-
Notifications
You must be signed in to change notification settings - Fork 54
Text analytics
EventRegistry module also has an Analytics
class that can be used to perform various text analytics. The class will be extended with additional functionality, but for now it allows you to
- semantically annotate your documents with entities and non-entities mentioned in the document,
- categorize the document into a list of predefined categories based on DMOZ.org taxonomy,
- compute sentiment of the document
- determine the language of the document.
To visually test different methods please visit our demo pages.
In order to semantically annotate a given document use code such as:
import eventregistry as ER
er = ER.EventRegistry()
analytics = ER.Analytics(er)
ann = analytics.annotate("Microsoft released a new version of Windows OS.")
Categorization is currently only supported for English language. To categorize the document into a predefined set of categories and identify top related keywords use code such as:
import eventregistry as ER
er = ER.EventRegistry()
analytics = ER.Analytics(er)
cat = analytics.categorize("Microsoft released a new version of Windows OS.")
Here is a sample code to detect the sentiment expressed in the document:
import eventregistry as ER
er = ER.EventRegistry()
analytics = ER.Analytics(er)
cat = analytics.sentiment("Microsoft released a new version of Windows OS.")
Here is a sample code to detect the code of the document
import eventregistry as ER
er = ER.EventRegistry()
analytics = ER.Analytics(er)
langInfo = analytics.detectLanguage("Microsoft released a new version of Windows OS.")
By analyzing several tens of documents you can identify what are the common concepts and categories associated with the documents. Below is sample code to demonstrate the usage of the API:
import eventregistry as ER
er = ER.EventRegistry()
analytics = ER.Analytics(er)
ret = analytics.trainTopicCreateTopic("my topic")
uri = ret["uri"]
# add the documents relevant for your topic of interest
analytics.trainTopicAddDocument(uri, "Facebook has removed 18 accounts and 52 pages associated with the Myanmar military, including the page of its commander-in-chief, after a UN report accused the armed forces of genocide and war crimes.")
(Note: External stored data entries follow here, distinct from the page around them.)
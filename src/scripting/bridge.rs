//! Plain-value scripting boundary.
//!
//! Scripts only ever see integers, strings and JSON-like values. Entity ids
//! cross the boundary as `u64`, component kinds as their names
//! (`"transform"`, `"screen_config"`, ...) and component data as objects of
//! fields:
//!
//! ```json
//! { "x": 10.0, "y": 20.0, "scale_x": 1.0, "scale_y": 1.0, "rotation": 0.0 }
//! ```
//!
//! [`EcsBridge`] applies every operation to a [`World`] immediately. The
//! free functions convert between [`Component`] and field objects and are
//! shared with the Lua runtime.

use serde_json::{Map, Value};
use thiserror::Error;

use crate::ecs::component::{Component, ComponentKind};
use crate::ecs::entity::EntityId;
use crate::ecs::error::EcsError;
use crate::ecs::world::World;

const KIND_FIELD: &str = "kind";

#[derive(Error, Debug)]
pub enum BridgeError {
    #[error("unknown component kind `{0}`")]
    UnknownKind(String),

    #[error("unknown entity {0}")]
    UnknownEntity(u64),

    #[error("entity {entity} has no {kind} component")]
    MissingComponent { entity: u64, kind: ComponentKind },

    #[error("{kind} has no field `{field}`")]
    UnknownField { kind: ComponentKind, field: String },

    #[error("component fields must be an object, got {0}")]
    NotAnObject(Value),

    #[error("invalid component value: {0}")]
    InvalidValue(#[from] serde_json::Error),

    #[error(transparent)]
    Ecs(#[from] EcsError),
}

pub type BridgeResult<T> = Result<T, BridgeError>;

pub fn parse_kind(name: &str) -> BridgeResult<ComponentKind> {
    ComponentKind::from_name(name).ok_or_else(|| BridgeError::UnknownKind(name.to_string()))
}

/// Field object of a component, without the kind tag.
pub fn component_to_value(component: &Component) -> BridgeResult<Value> {
    let mut value = serde_json::to_value(component)?;
    if let Value::Object(fields) = &mut value {
        fields.remove(KIND_FIELD);
    }
    Ok(value)
}

/// Build a component of `kind` from its defaults overlaid with `fields`.
pub fn component_from_fields(kind: ComponentKind, fields: Option<&Value>) -> BridgeResult<Component> {
    let base = Component::default_of(kind);
    match fields {
        None | Some(Value::Null) => Ok(base),
        Some(fields) => merge_fields(&base, fields),
    }
}

/// Copy of `component` with the given fields replaced. Unknown field names
/// are rejected so that typos do not pass silently.
pub fn merge_fields(component: &Component, fields: &Value) -> BridgeResult<Component> {
    let Value::Object(updates) = fields else {
        return Err(BridgeError::NotAnObject(fields.clone()));
    };
    let kind = component.kind();
    let mut current = into_object(serde_json::to_value(component)?);
    for (field, value) in updates {
        if field == KIND_FIELD {
            continue;
        }
        match current.get_mut(field) {
            Some(slot) => *slot = normalized(value),
            None => {
                return Err(BridgeError::UnknownField {
                    kind,
                    field: field.clone(),
                });
            }
        }
    }
    current.insert(KIND_FIELD.to_string(), Value::from(kind.name()));
    Ok(serde_json::from_value(Value::Object(current))?)
}

/// Copy of `component` with a single field replaced.
pub fn set_field(component: &Component, field: &str, value: &Value) -> BridgeResult<Component> {
    let mut update = Map::new();
    update.insert(field.to_string(), value.clone());
    merge_fields(component, &Value::Object(update))
}

/// Turn integral floating point numbers into integers, recursively.
///
/// Scripting languages without an integer type hand over `1920.0` where an
/// unsigned field expects `1920`.
pub fn normalized(value: &Value) -> Value {
    match value {
        Value::Number(n) => match n.as_f64() {
            Some(f) if n.is_f64() && f.fract() == 0.0 && f.abs() < (1u64 << 53) as f64 => {
                Value::from(f as i64)
            }
            _ => value.clone(),
        },
        Value::Array(items) => Value::Array(items.iter().map(normalized).collect()),
        Value::Object(fields) => Value::Object(
            fields
                .iter()
                .map(|(k, v)| (k.clone(), normalized(v)))
                .collect(),
        ),
        _ => value.clone(),
    }
}

fn into_object(value: Value) -> Map<String, Value> {
    match value {
        Value::Object(fields) => fields,
        _ => Map::new(),
    }
}

/// Immediate plain-value access to a world.
pub struct EcsBridge<'w> {
    world: &'w mut World,
}

impl<'w> EcsBridge<'w> {
    pub fn new(world: &'w mut World) -> Self {
        Self { world }
    }

    pub fn create_entity(&mut self) -> u64 {
        self.world.create_entity().raw()
    }

    pub fn destroy_entity(&mut self, id: u64) -> bool {
        self.world.destroy_entity(EntityId::from_raw(id))
    }

    /// Attach a component built from defaults plus `fields`.
    pub fn add_component(&mut self, id: u64, kind: &str, fields: Option<&Value>) -> BridgeResult<()> {
        let kind = parse_kind(kind)?;
        let entity = self.known(id)?;
        let component = component_from_fields(kind, fields)?;
        self.world.add_component(entity, component)?;
        Ok(())
    }

    /// `Ok(None)` when the entity is unknown or lacks the component.
    pub fn get_component(&self, id: u64, kind: &str) -> BridgeResult<Option<Value>> {
        let kind = parse_kind(kind)?;
        self.world
            .get_component(EntityId::from_raw(id), kind)
            .map(|c| component_to_value(&c))
            .transpose()
    }

    pub fn get_component_field(&self, id: u64, kind: &str, field: &str) -> BridgeResult<Option<Value>> {
        let Some(value) = self.get_component(id, kind)? else {
            return Ok(None);
        };
        match value.get(field) {
            Some(v) => Ok(Some(v.clone())),
            None => Err(BridgeError::UnknownField {
                kind: parse_kind(kind)?,
                field: field.to_string(),
            }),
        }
    }

    /// Overwrite some fields of an attached component.
    pub fn set_component(&mut self, id: u64, kind: &str, fields: &Value) -> BridgeResult<()> {
        let kind = parse_kind(kind)?;
        let entity = self.known(id)?;
        let current = self
            .world
            .get_component(entity, kind)
            .ok_or(BridgeError::MissingComponent { entity: id, kind })?;
        let updated = merge_fields(&current, fields)?;
        if let Some(mut target) = self.world.entity_mut(entity) {
            if let Some(mut slot) = target.get_component_mut(kind) {
                slot.replace(updated);
            }
        }
        Ok(())
    }

    pub fn set_component_field(&mut self, id: u64, kind: &str, field: &str, value: &Value) -> BridgeResult<()> {
        let mut update = Map::new();
        update.insert(field.to_string(), value.clone());
        self.set_component(id, kind, &Value::Object(update))
    }

    /// `Ok(false)` when the entity is unknown or lacks the component.
    pub fn remove_component(&mut self, id: u64, kind: &str) -> BridgeResult<bool> {
        let kind = parse_kind(kind)?;
        match self.world.remove_component(EntityId::from_raw(id), kind) {
            Ok(removed) => Ok(removed),
            Err(EcsError::UnknownEntity(_)) => Ok(false),
            Err(err) => Err(err.into()),
        }
    }

    pub fn has_component(&self, id: u64, kind: &str) -> BridgeResult<bool> {
        Ok(self.world.has_component(EntityId::from_raw(id), parse_kind(kind)?))
    }

    pub fn add_tag(&mut self, id: u64, tag: &str) -> bool {
        self.world.add_tag(EntityId::from_raw(id), tag).is_ok()
    }

    pub fn remove_tag(&mut self, id: u64, tag: &str) -> bool {
        self.world.remove_tag(EntityId::from_raw(id), tag).unwrap_or(false)
    }

    pub fn has_tag(&self, id: u64, tag: &str) -> bool {
        self.world.has_tag(EntityId::from_raw(id), tag)
    }

    pub fn set_active(&mut self, id: u64, active: bool) -> bool {
        let entity = EntityId::from_raw(id);
        let result = if active {
            self.world.activate(entity)
        } else {
            self.world.deactivate(entity)
        };
        result.is_ok()
    }

    pub fn find_by_tag(&self, tag: &str) -> Vec<u64> {
        self.world
            .find_entities_by_tag(tag)
            .into_iter()
            .map(EntityId::raw)
            .collect()
    }

    pub fn active_entity_count(&self) -> usize {
        self.world.active_entity_count()
    }

    pub fn total_entities(&self) -> usize {
        self.world.total_entities()
    }

    fn known(&self, id: u64) -> BridgeResult<EntityId> {
        let entity = EntityId::from_raw(id);
        if self.world.contains(entity) {
            Ok(entity)
        } else {
            Err(BridgeError::UnknownEntity(id))
        }
    }
}

#[cfg(test)]
mod tests {
    use super::*;
    use serde_json::json;

    #[test]
    fn component_values_carry_no_kind_tag() {
        let value = component_to_value(&Component::default_of(ComponentKind::ScreenConfig)).unwrap();
        assert_eq!(value, json!({"width": 1280, "height": 720}));
    }

    #[test]
    fn fields_overlay_defaults() {
        let c = component_from_fields(ComponentKind::Physics, Some(&json!({"gravity": 9.8}))).unwrap();
        let Component::Physics(p) = c else {
            panic!("expected physics");
        };
        assert!((p.gravity - 9.8).abs() < 1e-6);
        assert_eq!(p.speed, 3.0);
    }

    #[test]
    fn integral_floats_fit_unsigned_fields() {
        let c = component_from_fields(ComponentKind::ScreenConfig, Some(&json!({"width": 1920.0}))).unwrap();
        assert_eq!(c, Component::ScreenConfig(crate::components::screenconfig::ScreenConfig::new(1920, 720)));
    }

    #[test]
    fn unknown_field_and_kind_are_rejected() {
        assert!(matches!(
            component_from_fields(ComponentKind::Text, Some(&json!({"font": "x"}))),
            Err(BridgeError::UnknownField { .. })
        ));
        assert!(matches!(parse_kind("audio"), Err(BridgeError::UnknownKind(_))));
        assert!(matches!(
            component_from_fields(ComponentKind::Text, Some(&json!(3))),
            Err(BridgeError::NotAnObject(_))
        ));
    }

    #[test]
    fn bridge_round_trips_through_the_world() {
        let mut world = World::new();
        let mut bridge = EcsBridge::new(&mut world);
        let id = bridge.create_entity();
        bridge.add_component(id, "transform", Some(&json!({"x": 5}))).unwrap();
        bridge.set_component_field(id, "transform", "y", &json!(7.5)).unwrap();
        assert_eq!(bridge.get_component_field(id, "transform", "x").unwrap(), Some(json!(5.0)));
        assert_eq!(bridge.get_component_field(id, "transform", "y").unwrap(), Some(json!(7.5)));
        assert!(bridge.add_tag(id, "enemy"));
        assert_eq!(bridge.find_by_tag("enemy"), vec![id]);
        assert!(bridge.remove_component(id, "transform").unwrap());
        assert_eq!(bridge.get_component(id, "transform").unwrap(), None);
        assert!(!bridge.remove_component(999, "transform").unwrap());
        assert!(matches!(
            bridge.set_component(id, "sprite", &json!({})),
            Err(BridgeError::MissingComponent { .. })
        ));
    }
}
analytics.trainTopicAddDocument(uri, "Emmanuel Macron’s climate commitment to “make this planet great again” has come under attack after his environment minister dramatically quit, saying the French president was not doing enough on climate and other environmental goals.")
analytics.trainTopicAddDocument(uri, "Theresa May claimed that a no-deal Brexit “wouldn’t be the end of the world” as she sought to downplay a controversial warning made by Philip Hammond last week that it would cost £80bn in extra borrowing and inhibit long-term economic growth.")
# finish training of the topic
ret = analytics.trainTopicFinishTraining(uri)
assert "topic" in ret
# use the "concepts" and "categories" properties in the topic. They represent what your documents are mostly about
topic = ret["topic"]
You can analyze a larger number of tweets matching search criteria and build a topic with common concepts and categories associated with the tweets. You can determine the set of tweets to analyze by either identifying tweets based on the username (using @ as a prefix), using a hashtag (using # as a prefix) or using a regular keyword. You can choose to analyze the content of the tweets or to just analyze the links provided in the tweets.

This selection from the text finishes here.